*** Entries supplied ***

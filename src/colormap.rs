//! Resistance colour scale for pseudo-section displays.

use crate::results::ResistanceRange;

/// 65-step palette, low resistance first.
pub const PALETTE: [&str; 65] = [
    "#2E909D", "#2D979E", "#2D9F9F", "#2CA09A", "#2BA194", "#2BA38E", "#2AA488", "#29A582",
    "#29A67B", "#28A775", "#27A96E", "#27AA67", "#26AB60", "#26AC58", "#25AD50", "#24AF48",
    "#23B040", "#23B138", "#22B22F", "#21B426", "#24B521", "#2CB620", "#34B71F", "#3CB91F",
    "#45BA1E", "#4EBB1D", "#56BC1C", "#60BE1C", "#69BF1B", "#73C01A", "#7DC11A", "#87C319",
    "#91C418", "#9BC718", "#A5CB18", "#B0CE18", "#BBD118", "#C5D418", "#D1D719", "#DAD819",
    "#DDD219", "#E0CD1A", "#E3C61D", "#E5C020", "#E8B922", "#EBB225", "#EDAB28", "#F0A42B",
    "#F29D2E", "#F49531", "#F78D34", "#F98637", "#FB7E39", "#FD763C", "#FF6E3F", "#FF6642",
    "#FF5E45", "#FF5548", "#FF4D4B", "#FF4E4E", "#FF5050", "#FF5353", "#FF5656", "#FF5959",
    "#FF5C5C",
];

/// Colour used when the range is degenerate.
pub const FLAT_INDEX: usize = 32;

/// Palette index for `resistance` within `range`.
///
/// Returns `None` for an undefined resistance. A range with `min >= max`, including the
/// empty sentinel range, maps everything to [`FLAT_INDEX`].
pub fn color_index(resistance: f64, range: &ResistanceRange) -> Option<usize> {
    if !resistance.is_finite() {
        return None;
    }
    if range.min >= range.max {
        return Some(FLAT_INDEX);
    }
    let scaled = PALETTE.len() as f64 * (resistance - range.min) / (range.max - range.min);
    let last = PALETTE.len() - 1;
    if scaled <= 0.0 {
        Some(0)
    } else {
        Some((scaled as usize).min(last))
    }
}

/// Hex colour for `resistance` within `range`.
pub fn color_for(resistance: f64, range: &ResistanceRange) -> Option<&'static str> {
    color_index(resistance, range).map(|i| PALETTE[i])
}
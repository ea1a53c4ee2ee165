//! Custom error types for the application.
//!
//! Using the `thiserror` crate, this module provides a consistent way to handle the few
//! things that can actually go wrong around a resistivity survey, from plan files that
//! describe impossible electrode pairs to a serial board that stops answering.
//!
//! ## Error Hierarchy
//!
//! - **`ConfigurationError`**: semantic problems with a plan or with settings. These are
//!   always detected before a single command is sent to the board.
//! - **`DeviceFault`**: a command round-trip that did not produce a usable reading
//!   (timeout, malformed reply, closed port). The acquisition sequencer never propagates
//!   these; it treats them as an invalid reading and routes the cell through the
//!   bad-contact retry path.
//! - **`GeoError`**: the top-level error for the library API and the binary, with `#[from]`
//!   conversions so the `?` operator works across layers.

use thiserror::Error;

/// Convenience alias for results using the application error type.
pub type AppResult<T> = std::result::Result<T, GeoError>;

/// Convenience alias for device round-trips.
pub type DeviceResult<T> = std::result::Result<T, DeviceFault>;

/// Semantic errors in plans, electrode configurations and settings.
#[derive(Error, Debug, Clone, PartialEq)]
pub enum ConfigurationError {
    #[error("Injection electrodes must differ (pm = pp = {0})")]
    EqualInjectionElectrodes(u32),

    #[error("Electrode {index} out of range for a {nprobe}-probe array")]
    ElectrodeOutOfRange { index: u32, nprobe: u32 },

    #[error("Plan written for {plan} probes, device has {device}")]
    ProbeCountMismatch { plan: u32, device: u32 },

    #[error("Duplicate cell id {0} in plan")]
    DuplicateCell(String),

    #[error("Plan contains no cells")]
    EmptyPlan,

    #[error("Session is busy: a run is active")]
    SessionBusy,

    #[error("Invalid setting: {0}")]
    InvalidSetting(String),
}

/// A device round-trip that did not yield a usable answer.
#[derive(Error, Debug)]
pub enum DeviceFault {
    #[error("No response to '{command}' within {timeout_ms} ms")]
    Timeout { command: String, timeout_ms: u64 },

    #[error("Malformed response to '{command}': {response:?}")]
    Malformed { command: String, response: String },

    #[error("Device connection closed")]
    Closed,

    #[error("Serial I/O error: {0}")]
    Io(#[from] std::io::Error),

    #[error("Relay configuration rejected: {0}")]
    InvalidConfiguration(#[from] ConfigurationError),

    #[error("Serial support not enabled. Rebuild with --features serial")]
    SerialFeatureDisabled,
}

/// Top-level error type.
#[derive(Error, Debug)]
pub enum GeoError {
    #[error("Configuration error: {0}")]
    Config(#[from] Box<figment::Error>),

    #[error("Configuration validation error: {0}")]
    Configuration(#[from] ConfigurationError),

    #[error("Device error: {0}")]
    Device(#[from] DeviceFault),

    #[error("I/O error: {0}")]
    Io(#[from] std::io::Error),

    #[error("JSON error: {0}")]
    Json(#[from] serde_json::Error),

    #[error("A run is already active")]
    AlreadyRunning,

    #[error("No measurement plan loaded")]
    NoPlan,

    #[error("Device is held by the acquisition worker")]
    DeviceBusy,

    #[error("Acquisition worker failed: {0}")]
    WorkerFailed(String),
}

impl From<figment::Error> for GeoError {
    fn from(value: figment::Error) -> Self {
        GeoError::Config(Box::new(value))
    }
}

impl DeviceFault {
    /// Build a `Malformed` fault for a command and the raw text it produced.
    pub fn malformed(command: &str, response: &str) -> Self {
        DeviceFault::Malformed {
            command: command.to_string(),
            response: response.to_string(),
        }
    }
}

#[cfg(test)]
mod tests {
    use super::*;

    #[test]
    fn configuration_error_converts_to_geo_error() {
        let err: GeoError = ConfigurationError::ProbeCountMismatch { plan: 8, device: 16 }.into();
        match err {
            GeoError::Configuration(ConfigurationError::ProbeCountMismatch { plan, device }) => {
                assert_eq!(plan, 8);
                assert_eq!(device, 16);
            }
            other => panic!("unexpected variant: {:?}", other),
        }
    }

    #[test]
    fn device_fault_messages_name_the_command() {
        let fault = DeviceFault::Timeout {
            command: "V".into(),
            timeout_ms: 1000,
        };
        assert!(fault.to_string().contains("'V'"));

        let fault = DeviceFault::malformed("A", "garbage");
        assert!(fault.to_string().contains("garbage"));
    }

    #[test]
    fn invalid_relay_configuration_is_a_device_fault() {
        let fault: DeviceFault = ConfigurationError::EqualInjectionElectrodes(3).into();
        assert!(matches!(fault, DeviceFault::InvalidConfiguration(_)));
    }
}
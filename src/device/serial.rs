//! IGF-02 resistivity board over a serial line.
//!
//! Protocol Overview:
//! - Format: single-letter ASCII commands, space terminated
//! - Baud: 9600 by default, 8N1, no flow control
//! - Replies: zero or more CR/LF terminated lines; readings are the first token
//!
//! | Command            | Meaning                                   | Reply          |
//! |--------------------|-------------------------------------------|----------------|
//! | `q`                | open all relays                           | -              |
//! | `p<vp><vm><pp><pm>`| relay pattern, N chars each, `X` = closed | -              |
//! | `v<n>`             | set injection PWM                         | -              |
//! | `i…` / `d…`        | PWM up / down one step per letter         | `<tag> <pwm>`  |
//! | `Z` / `D`          | injection on / off                        | -              |
//! | `V` `A` `J` `S`    | sense volt, current, injection volt, shunt| `<value> …`    |
//! | `m`                | combined `V I J` reading                  | `<V> <I> <J>`  |
//! | `n<k>`             | ADC averaging (1-50)                      | -              |
//! | `C`                | hardware offset calibration               | `<cu> <sh>`    |
//! | `c <cu> <sh> 0`    | store offsets                             | -              |
//! | `s 0 1`            | shift relay pattern by one electrode      | -              |
//!
//! Each transaction drains stale input, writes the command, then collects reply lines
//! until the line goes quiet for `idle_gap`. A query that gets no line at all within
//! `response_timeout` is a [`DeviceFault::Timeout`].
//!
//! The transport is generic over any `AsyncRead + AsyncWrite`, so tests drive it with
//! `tokio::io::duplex`.

use super::{clamp_averaging, Device};
use crate::config::DeviceSettings;
use crate::error::{ConfigurationError, DeviceFault, DeviceResult};
use crate::plan::ElectrodeConfiguration;
use async_trait::async_trait;
use std::sync::Arc;
use std::time::Duration;
use tokio::io::{AsyncBufReadExt, AsyncRead, AsyncReadExt, AsyncWrite, AsyncWriteExt, BufReader};
use tokio::sync::Mutex;

/// Trait for types that can be used as async serial ports.
pub trait SerialPortIO: AsyncRead + AsyncWrite + Unpin + Send {}
impl<T: AsyncRead + AsyncWrite + Unpin + Send> SerialPortIO for T {}

/// Dynamic serial port type.
pub type DynSerial = Box<dyn SerialPortIO>;

/// Serial port shared behind an async mutex.
pub type SharedPort = Arc<Mutex<BufReader<DynSerial>>>;

const COMMAND_TERMINATOR: &str = " ";

/// The board resets when the port opens.
const BOARD_BOOT_WAIT: Duration = Duration::from_secs(2);

/// Timing knobs of the serial transport.
#[derive(Debug, Clone, PartialEq)]
pub struct SerialTiming {
    /// Maximum wait for the first reply line of a query
    pub response_timeout: Duration,
    /// Quiet period that ends a reply
    pub idle_gap: Duration,
    /// Wait between opening all relays and applying a new pattern
    pub relay_settle: Duration,
    /// Wait between injection-voltage polls while discharging
    pub discharge_poll: Duration,
    /// Polls before a discharge gives up
    pub discharge_max_polls: u32,
    /// PWM level the source is set to while discharging
    pub discharge_pwm: u32,
}

impl Default for SerialTiming {
    fn default() -> Self {
        Self {
            response_timeout: Duration::from_millis(1000),
            idle_gap: Duration::from_millis(100),
            relay_settle: Duration::from_millis(500),
            discharge_poll: Duration::from_millis(1000),
            discharge_max_polls: 30,
            discharge_pwm: 5,
        }
    }
}

impl From<&DeviceSettings> for SerialTiming {
    fn from(settings: &DeviceSettings) -> Self {
        Self {
            response_timeout: Duration::from_millis(settings.response_timeout_ms),
            idle_gap: Duration::from_millis(settings.idle_gap_ms),
            relay_settle: Duration::from_millis(settings.relay_settle_ms),
            discharge_poll: Duration::from_millis(settings.discharge_poll_ms),
            discharge_max_polls: settings.discharge_max_polls,
            ..Default::default()
        }
    }
}

/// Live IGF-02 board.
pub struct SerialDevice {
    port: SharedPort,
    label: String,
    nprobe: u32,
    timing: SerialTiming,
}

impl SerialDevice {
    /// Open the configured serial port and wait for the board to boot.
    ///
    /// # Errors
    /// Returns [`DeviceFault::Io`] if the port cannot be opened.
    #[cfg(feature = "serial")]
    pub async fn open(settings: &DeviceSettings) -> DeviceResult<Self> {
        let path = settings.port.clone();
        let baud = settings.baud_rate;
        let stream =
            tokio::task::spawn_blocking(move || open_serial_port(&path, baud))
                .await
                .map_err(|e| DeviceFault::Io(std::io::Error::other(e)))??;

        tracing::info!(port = %settings.port, baud, "Opened serial port");
        tokio::time::sleep(BOARD_BOOT_WAIT).await;

        let device = Self::from_stream(
            stream,
            settings.port.clone(),
            settings.nprobe,
            SerialTiming::from(settings),
        );
        let banner = device.flush().await?;
        if !banner.is_empty() {
            tracing::debug!(banner = %banner, "Board greeting");
        }
        Ok(device)
    }

    /// Wrap an already open byte stream.
    pub fn from_stream<S>(stream: S, label: impl Into<String>, nprobe: u32, timing: SerialTiming) -> Self
    where
        S: AsyncRead + AsyncWrite + Unpin + Send + 'static,
    {
        let boxed: DynSerial = Box::new(stream);
        Self {
            port: Arc::new(Mutex::new(BufReader::new(boxed))),
            label: label.into(),
            nprobe,
            timing,
        }
    }

    /// Relay pattern command for a configuration on an `nprobe` array.
    pub fn relay_command(nprobe: u32, configuration: &ElectrodeConfiguration) -> String {
        let field = |index: u32| -> String {
            (1..=nprobe)
                .rev()
                .map(|slot| if slot == index { 'X' } else { '-' })
                .collect()
        };
        format!(
            "p{}{}{}{}",
            field(configuration.vp()),
            field(configuration.vm()),
            field(configuration.pp()),
            field(configuration.pm())
        )
    }

    /// Combined `(V, I, J, S)` reading.
    pub async fn measure_all(&self) -> DeviceResult<(f64, f64, f64, f64)> {
        let reply = self.query("m").await?;
        let mut tokens = reply.split_whitespace();
        let mut next = || -> DeviceResult<f64> {
            tokens
                .next()
                .and_then(|t| t.parse::<f64>().ok())
                .ok_or_else(|| DeviceFault::malformed("m", &reply))
        };
        let (v, i, j) = (next()?, next()?, next()?);
        let s = self.read_first("S").await?;
        Ok((v, i, j, s))
    }

    /// Let the board measure its own current and shunt offsets.
    pub async fn hardware_calibration(&self) -> DeviceResult<(f64, f64)> {
        let reply = self.query("C").await?;
        let values: Vec<f64> = reply
            .split_whitespace()
            .filter_map(|t| t.parse().ok())
            .collect();
        match values.as_slice() {
            [current, shunt, ..] => Ok((*current, *shunt)),
            _ => Err(DeviceFault::malformed("C", &reply)),
        }
    }

    /// Send a command that may or may not answer.
    async fn command(&self, cmd: &str) -> DeviceResult<String> {
        self.transact(cmd, false).await
    }

    /// Send a command that must answer.
    async fn query(&self, cmd: &str) -> DeviceResult<String> {
        self.transact(cmd, true).await
    }

    async fn read_first(&self, cmd: &str) -> DeviceResult<f64> {
        let reply = self.query(cmd).await?;
        parse_first(cmd, &reply)
    }

    async fn step_injection(&self, letter: char, n: u32) -> DeviceResult<u32> {
        if n == 0 {
            return Err(ConfigurationError::InvalidSetting(
                "injection step must be at least 1".to_string(),
            )
            .into());
        }
        let cmd: String = std::iter::repeat(letter).take(n as usize).collect();
        let reply = self.query(&cmd).await?;
        reply
            .lines()
            .rev()
            .find_map(|line| line.split_whitespace().nth(1))
            .and_then(|t| t.parse::<u32>().ok())
            .ok_or_else(|| DeviceFault::malformed(&cmd, &reply))
    }

    async fn transact(&self, cmd: &str, expect_reply: bool) -> DeviceResult<String> {
        let mut port = self.port.lock().await;

        let stale = drain(&mut port).await?;
        if !stale.is_empty() {
            tracing::trace!(stale = %stale.trim(), "Dropped stale input");
        }

        let line = format!("{}{}", cmd, COMMAND_TERMINATOR);
        port.get_mut().write_all(line.as_bytes()).await?;
        port.get_mut().flush().await?;
        tracing::trace!(command = cmd, "Sent");

        let first_wait = if expect_reply {
            self.timing.response_timeout
        } else {
            self.timing.idle_gap
        };
        let lines = collect_lines(&mut port, first_wait, self.timing.idle_gap).await?;
        if expect_reply && lines.is_empty() {
            return Err(DeviceFault::Timeout {
                command: cmd.to_string(),
                timeout_ms: self.timing.response_timeout.as_millis() as u64,
            });
        }
        let reply = lines.join("\n");
        tracing::trace!(command = cmd, reply = %reply, "Received");
        Ok(reply)
    }
}

#[cfg(feature = "serial")]
fn open_serial_port(path: &str, baud: u32) -> DeviceResult<tokio_serial::SerialStream> {
    use tokio_serial::SerialPortBuilderExt;

    let port = tokio_serial::new(path, baud)
        .data_bits(tokio_serial::DataBits::Eight)
        .parity(tokio_serial::Parity::None)
        .stop_bits(tokio_serial::StopBits::One)
        .flow_control(tokio_serial::FlowControl::None)
        .open_native_async()
        .map_err(|e| DeviceFault::Io(std::io::Error::other(format!("{}: {}", path, e))))?;
    Ok(port)
}

/// Read whatever is already buffered without waiting.
async fn drain(port: &mut BufReader<DynSerial>) -> DeviceResult<String> {
    let mut dropped = Vec::new();
    let mut buf = [0u8; 256];
    loop {
        match tokio::time::timeout(Duration::ZERO, port.read(&mut buf)).await {
            Ok(Ok(0)) => return Err(DeviceFault::Closed),
            Ok(Ok(n)) => dropped.extend_from_slice(&buf[..n]),
            Ok(Err(e)) => return Err(e.into()),
            Err(_) => break,
        }
    }
    Ok(String::from_utf8_lossy(&dropped).into_owned())
}

/// Collect reply lines: the first within `first_wait`, the rest within `idle_gap` each.
///
/// A tail without a line terminator still counts as a line once the wait runs out.
async fn collect_lines(
    port: &mut BufReader<DynSerial>,
    first_wait: Duration,
    idle_gap: Duration,
) -> DeviceResult<Vec<String>> {
    let mut lines = Vec::new();
    // read_until appends as bytes arrive, so a timeout leaves the partial line here
    let mut pending = Vec::new();
    let mut wait = first_wait;
    loop {
        match tokio::time::timeout(wait, port.read_until(b'\n', &mut pending)).await {
            Ok(Ok(0)) => {
                push_line(&mut lines, &pending);
                if lines.is_empty() {
                    return Err(DeviceFault::Closed);
                }
                break;
            }
            Ok(Ok(_)) => {
                push_line(&mut lines, &pending);
                pending.clear();
                wait = idle_gap;
            }
            Ok(Err(e)) => return Err(e.into()),
            Err(_) => {
                push_line(&mut lines, &pending);
                break;
            }
        }
    }
    Ok(lines)
}

fn push_line(lines: &mut Vec<String>, raw: &[u8]) {
    let clean = String::from_utf8_lossy(raw).replace('\r', "").trim().to_string();
    if !clean.is_empty() {
        lines.push(clean);
    }
}

fn parse_first(cmd: &str, reply: &str) -> DeviceResult<f64> {
    reply
        .split_whitespace()
        .next()
        .and_then(|t| t.parse::<f64>().ok())
        .ok_or_else(|| DeviceFault::malformed(cmd, reply))
}

#[async_trait]
impl Device for SerialDevice {
    fn nprobe(&self) -> u32 {
        self.nprobe
    }

    fn describe(&self) -> String {
        format!("IGF-02 on {} ({} probes)", self.label, self.nprobe)
    }

    async fn set_relay_pattern(&self, configuration: &ElectrodeConfiguration) -> DeviceResult<()> {
        configuration.check_range(self.nprobe)?;
        self.command("q").await?;
        tokio::time::sleep(self.timing.relay_settle).await;
        self.command(&Self::relay_command(self.nprobe, configuration))
            .await?;
        Ok(())
    }

    async fn set_injection_level(&self, pwm: u32) -> DeviceResult<()> {
        self.command(&format!("v{}", pwm)).await?;
        Ok(())
    }

    async fn increment_injection(&self, n: u32) -> DeviceResult<u32> {
        self.step_injection('i', n).await
    }

    async fn decrement_injection(&self, n: u32) -> DeviceResult<u32> {
        self.step_injection('d', n).await
    }

    async fn enable_injection(&self, on: bool) -> DeviceResult<()> {
        self.command(if on { "Z" } else { "D" }).await?;
        Ok(())
    }

    async fn measure_voltage(&self) -> DeviceResult<f64> {
        self.read_first("V").await
    }

    async fn measure_current(&self) -> DeviceResult<f64> {
        self.read_first("A").await
    }

    async fn measure_injection_voltage(&self) -> DeviceResult<f64> {
        self.read_first("J").await
    }

    async fn measure_shunt(&self) -> DeviceResult<f64> {
        self.read_first("S").await
    }

    async fn probe_off(&self) -> DeviceResult<()> {
        self.command("q").await?;
        Ok(())
    }

    async fn discharge(&self, target_volt: f64) -> DeviceResult<f64> {
        self.set_injection_level(self.timing.discharge_pwm).await?;
        self.enable_injection(false).await?;
        let mut volt = self.measure_injection_voltage().await?;
        let mut polls = 0;
        while volt > target_volt {
            if polls >= self.timing.discharge_max_polls {
                tracing::warn!(
                    volt,
                    target_volt,
                    polls,
                    "Discharge did not reach target voltage"
                );
                break;
            }
            tokio::time::sleep(self.timing.discharge_poll).await;
            volt = self.measure_injection_voltage().await?;
            polls += 1;
            tracing::debug!(volt, "discharging");
        }
        Ok(volt)
    }

    async fn flush(&self) -> DeviceResult<String> {
        let mut port = self.port.lock().await;
        let mut pending = drain(&mut port).await?;
        let lines = collect_lines(&mut port, self.timing.idle_gap, self.timing.idle_gap).await?;
        if !lines.is_empty() {
            if !pending.is_empty() && !pending.ends_with('\n') {
                pending.push('\n');
            }
            pending.push_str(&lines.join("\n"));
        }
        Ok(pending.replace('\r', ""))
    }

    async fn shift_relays(&self) -> DeviceResult<()> {
        self.command("s 0 1").await?;
        Ok(())
    }

    async fn set_averaging(&self, samples: u32) -> DeviceResult<()> {
        self.command(&format!("n{}", clamp_averaging(samples)))
            .await?;
        Ok(())
    }

    async fn set_calibration_offsets(&self, current: f64, shunt: f64) -> DeviceResult<()> {
        self.command(&format!("c {:.4} {:.4} 0", current, shunt))
            .await?;
        Ok(())
    }

    async fn send_raw(&self, command: &str) -> DeviceResult<String> {
        self.command(command.trim()).await
    }
}
impl SimulatedDevice {
    /// Simulator with the default model.
    pub fn new(nprobe: u32) -> Self {
        Self::with_model(nprobe, SimulatedModel::default())
    }

    /// Simulator with a custom model.
    pub fn with_model(nprobe: u32, model: SimulatedModel) -> Self {
        Self {
            nprobe,
            model: Arc::new(model),
            state: Arc::new(Mutex::new(SimState::default())),
            hook: Arc::new(Mutex::new(None)),
        }
    }

    /// Transfer resistance for one configuration (ohm).
    pub fn set_transfer_resistance(&self, configuration: ElectrodeConfiguration, ohm: f64) {
        self.state.lock().transfer.insert(configuration.into(), ohm);
    }

    /// Self-potential for one sense pair (mV).
    pub fn set_self_potential(&self, vm: u32, vp: u32, millivolt: f64) {
        self.state.lock().self_potential.insert((vm, vp), millivolt);
    }

    /// Contact resistance for one injection pair (ohm).
    pub fn set_contact_resistance(&self, pm: u32, pp: u32, ohm: f64) {
        self.state.lock().contact.insert((pm, pp), ohm);
    }

    /// Make the next `times` voltage reads time out while `configuration` is connected.
    pub fn fail_voltage(&self, configuration: ElectrodeConfiguration, times: u32) {
        self.state
            .lock()
            .voltage_faults
            .insert(configuration.into(), times);
    }

    /// Queue current readings, consumed before the model is consulted.
    pub fn script_current<I, R>(&self, readings: I)
    where
        I: IntoIterator<Item = R>,
        R: Into<ScriptedReading>,
    {
        self.state
            .lock()
            .current_script
            .extend(readings.into_iter().map(Into::into));
    }

    /// Queue sense voltage readings, consumed before the model is consulted.
    pub fn script_voltage<I, R>(&self, readings: I)
    where
        I: IntoIterator<Item = R>,
        R: Into<ScriptedReading>,
    {
        self.state
            .lock()
            .voltage_script
            .extend(readings.into_iter().map(Into::into));
    }

    /// Run `hook` after every command.
    pub fn set_hook<F>(&self, hook: F)
    where
        F: Fn(&DeviceCall) + Send + Sync + 'static,
    {
        *self.hook.lock() = Some(Arc::new(hook));
    }

    /// Commands received so far.
    pub fn calls(&self) -> Vec<DeviceCall> {
        self.state.lock().calls.clone()
    }

    /// Forget the call log.
    pub fn clear_calls(&self) {
        self.state.lock().calls.clear();
    }

    /// Number of logged calls matching `predicate`.
    pub fn count<P>(&self, predicate: P) -> usize
    where
        P: Fn(&DeviceCall) -> bool,
    {
        self.state.lock().calls.iter().filter(|c| predicate(c)).count()
    }

    /// Current PWM level.
    pub fn pwm(&self) -> u32 {
        self.state.lock().pwm
    }

    /// Whether the current source is on.
    pub fn is_injecting(&self) -> bool {
        self.state.lock().injecting
    }

    fn record(&self, call: DeviceCall) {
        self.state.lock().calls.push(call.clone());
        let hook = self.hook.lock().clone();
        if let Some(hook) = hook {
            hook(&call);
        }
    }

    fn model_current(&self, state: &SimState) -> f64 {
        let [pm, pp, _, _] = state.relay;
        if !state.injecting || pm == 0 || pp == 0 {
            return 0.0;
        }
        let contact = state
            .contact
            .get(&(pm, pp))
            .copied()
            .unwrap_or(self.model.contact_resistance);
        if contact <= 0.0 {
            return 0.0;
        }
        state.injection_volt * 1000.0 / contact
    }

    fn apply_pwm(&self, state: &mut SimState, pwm: u32) {
        state.pwm = pwm.min(self.model.max_pwm);
        if state.injecting {
            state.injection_volt = f64::from(state.pwm) * self.model.volts_per_pwm;
        }
    }
}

***

Task to complete - The reply is to be one number, the count of lines in the records above that contain "Queue".

Solution to this exercise - 2